A cesello, impossibile non citare l’intervento di Sara De Simone, critica letteraria e traduttrice, che ci racconta una Virginia Woolf da stesa, quasi una sfinge monumento alla vulnerabilità – regalandoci il primo ricordo della scrittrice, ovvero quello di stare sdraiata bambina e sentire il rumore delle onde, in uno stato intermedio tra veglia e sonno. Ci ricorda l’incredibile pregio di essere vivi, uno sguardo orizzontale a benedire le nostre inquietudini. Nella sala semivuota e vibrante sembra quasi che puoi accarezzarla quella Virginia, a letto, spesso malata, che legge e scrive, attende in un silenzio di crisalide che le si formino dentro i romanzi, la coscienza di un corpo to be e non to do, avvolta da una  malattia – agente di verità che tollera solo parole vere, persa a guardare il cielo come permesso rubato solo dai supini. Sdraiati siamo più capaci di pensare a una rosa che, fragile e ostinata, continua a fiorire nonostante tutto, incalza De Simone. Fermarsi a pensare alla rosa? Dunque invoca le parole di Adriana Cavarero che vede “la centralità della postura verticale come patetico abbaglio”, che essere al mondo è essere esposti e dipendenti, impreparati e spaventati, ma pronti a scoprire qualcosa che ci sorprenda; forse proprio nell’atto di contraddire l’asse verticale della gerarchia, della norma”.

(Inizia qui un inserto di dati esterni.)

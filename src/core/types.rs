//! Core type definitions for SVM training

use crate::core::{Result, SVMError};
use std::fmt;
use std::str::FromStr;

/// Kernel family identifier
///
/// The discriminants are the integer ids used in persisted models (`Type`).
#[derive(Debug, Clone, Copy, PartialEq, Eq, Hash)]
pub enum KernelType {
    /// `(x·y + bias)^exponent`
    Polynomial = 0,
    /// `exp(-||x - y||² / (2σ²))`
    Gaussian = 1,
    /// `exp(-||x - y|| / (2σ²))`, non-squared norm
    Radial = 2,
    /// `tanh(slope * x·y / n + intercept)`
    Sigmoid = 3,
    /// `slope * x·y + intercept`
    Linear = 4,
    /// Dirichlet-style product over feature differences
    Fourier = 5,
}

impl KernelType {
    /// All supported kernel families, in id order
    pub const ALL: [KernelType; 6] = [
        KernelType::Polynomial,
        KernelType::Gaussian,
        KernelType::Radial,
        KernelType::Sigmoid,
        KernelType::Linear,
        KernelType::Fourier,
    ];

    /// Integer id used in persisted models
    pub fn id(self) -> i32 {
        self as i32
    }

    /// Human readable name
    pub fn name(self) -> &'static str {
        match self {
            KernelType::Polynomial => "polynomial",
            KernelType::Gaussian => "gaussian",
            KernelType::Radial => "radial",
            KernelType::Sigmoid => "sigmoid",
            KernelType::Linear => "linear",
            KernelType::Fourier => "fourier",
        }
    }

    /// Preset parameters offered for each family
    pub fn default_params(self) -> Vec<f64> {
        match self {
            KernelType::Polynomial => vec![0.0, 2.0],
            KernelType::Gaussian | KernelType::Radial => vec![0.01],
            KernelType::Sigmoid | KernelType::Linear => vec![1.0, 0.0],
            KernelType::Fourier => vec![1.0],
        }
    }

    /// Names of the free parameters, in order
    pub fn param_names(self) -> &'static [&'static str] {
        match self {
            KernelType::Polynomial => &["bias", "exponent"],
            KernelType::Gaussian | KernelType::Radial => &["sigma"],
            KernelType::Sigmoid | KernelType::Linear => &["slope", "intercept"],
            KernelType::Fourier => &["scaling factor"],
        }
    }
}

impl TryFrom<i32> for KernelType {
    type Error = SVMError;

    fn try_from(id: i32) -> Result<Self> {
        KernelType::ALL
            .iter()
            .copied()
            .find(|kind| kind.id() == id)
            .ok_or(SVMError::UnsupportedKernel(id))
    }
}

impl From<KernelType> for i32 {
    fn from(kind: KernelType) -> Self {
        kind.id()
    }
}

impl fmt::Display for KernelType {
    fn fmt(&self, f: &mut fmt::Formatter<'_>) -> fmt::Result {
        f.write_str(self.name())
    }
}

impl FromStr for KernelType {
    type Err = SVMError;

    fn from_str(s: &str) -> Result<Self> {
        match s.trim().to_ascii_lowercase().as_str() {
            "polynomial" | "poly" => Ok(KernelType::Polynomial),
            "gaussian" | "rbf" => Ok(KernelType::Gaussian),
            "radial" => Ok(KernelType::Radial),
            "sigmoid" => Ok(KernelType::Sigmoid),
            "linear" => Ok(KernelType::Linear),
            "fourier" => Ok(KernelType::Fourier),
            other => Err(SVMError::InvalidParameter(format!(
                "Unknown kernel: {other}"
            ))),
        }
    }
}

/// Kernel family together with its ordered parameter list
#[derive(Debug, Clone, PartialEq)]
pub struct KernelSpec {
    pub kind: KernelType,
    pub params: Vec<f64>,
}

impl KernelSpec {
    /// Create a kernel specification with explicit parameters
    pub fn new(kind: KernelType, params: Vec<f64>) -> Self {
        Self { kind, params }
    }

    /// Create a kernel specification using the family presets
    pub fn with_defaults(kind: KernelType) -> Self {
        Self::new(kind, kind.default_params())
    }

    /// Linear kernel with slope 1 and intercept 0
    pub fn linear() -> Self {
        Self::new(KernelType::Linear, vec![1.0, 0.0])
    }

    /// Gaussian kernel with the given width
    pub fn gaussian(sigma: f64) -> Self {
        Self::new(KernelType::Gaussian, vec![sigma])
    }

    /// Parameter at `index`, or `default` when the list is too short
    pub fn param(&self, index: usize, default: f64) -> f64 {
        self.params.get(index).copied().unwrap_or(default)
    }

    /// Reject parameter lists containing NaN or infinities
    pub fn validate(&self) -> Result<()> {
        if let Some(bad) = self.params.iter().find(|p| !p.is_finite()) {
            return Err(SVMError::InvalidParameter(format!(
                "Kernel parameter must be finite, got: {bad}"
            )));
        }
        Ok(())
    }
}

impl Default for KernelSpec {
    fn default() -> Self {
        Self::linear()
    }
}

/// Configuration for a single binary training session
#[derive(Debug, Clone)]
pub struct TrainingConfig {
    /// Regularization parameter (upper bound for alpha)
    pub c: f64,
    /// Tolerance for KKT violations and alpha changes
    pub tolerance: f64,
    /// Number of sweeps without alpha changes before training halts
    pub max_passes: usize,
    /// Category treated as the positive class
    pub category: i32,
    /// Seed for second-variable selection; `None` seeds from entropy
    pub seed: Option<u64>,
}

impl TrainingConfig {
    /// Check the numeric ranges the solver relies on
    pub fn validate(&self) -> Result<()> {
        if !(self.c.is_finite() && self.c > 0.0) {
            return Err(SVMError::InvalidParameter(format!(
                "C must be positive and finite, got: {}",
                self.c
            )));
        }
        if !(self.tolerance.is_finite() && self.tolerance >= 0.0) {
            return Err(SVMError::InvalidParameter(format!(
                "Tolerance must be non-negative and finite, got: {}",
                self.tolerance
            )));
        }
        if self.max_passes == 0 {
            return Err(SVMError::InvalidParameter(
                "max_passes must be at least 1".to_string(),
            ));
        }
        Ok(())
    }
}

impl Default for TrainingConfig {
    fn default() -> Self {
        Self {
            c: 1.0,
            tolerance: 0.001,
            max_passes: 5,
            category: 1,
            seed: None,
        }
    }
}

/// Lifecycle state of a training session
#[derive(Debug, Clone, Copy, PartialEq, Eq)]
pub enum SessionState {
    /// No training data loaded
    Uninitialized,
    /// Setup done, no sweep performed yet
    Ready,
    /// At least one sweep performed
    Training,
    /// Model generated, training buffers released
    Trained,
}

Una possibile chiave per rivisitare un oggi dedito – inserisco senza esitazione anche Giorgia Serughetti – a curare i viventi, in questo “gigantesco bisogno di cura che ci trova impreparati” nella rimozione della dipendenza, tutti vulnerabili, tutti responsabili nell’evento totale nella percezione del limite, della precarietà, della vulnerabilità in un guadagno di consapevolezza nel coraggio di guardare in faccia caos e dolore, armando del proprio agire la speranza. Benedette siano le nostre inquiete mappature dunque, il fragile filo della rete che al vento vibra ma non cede.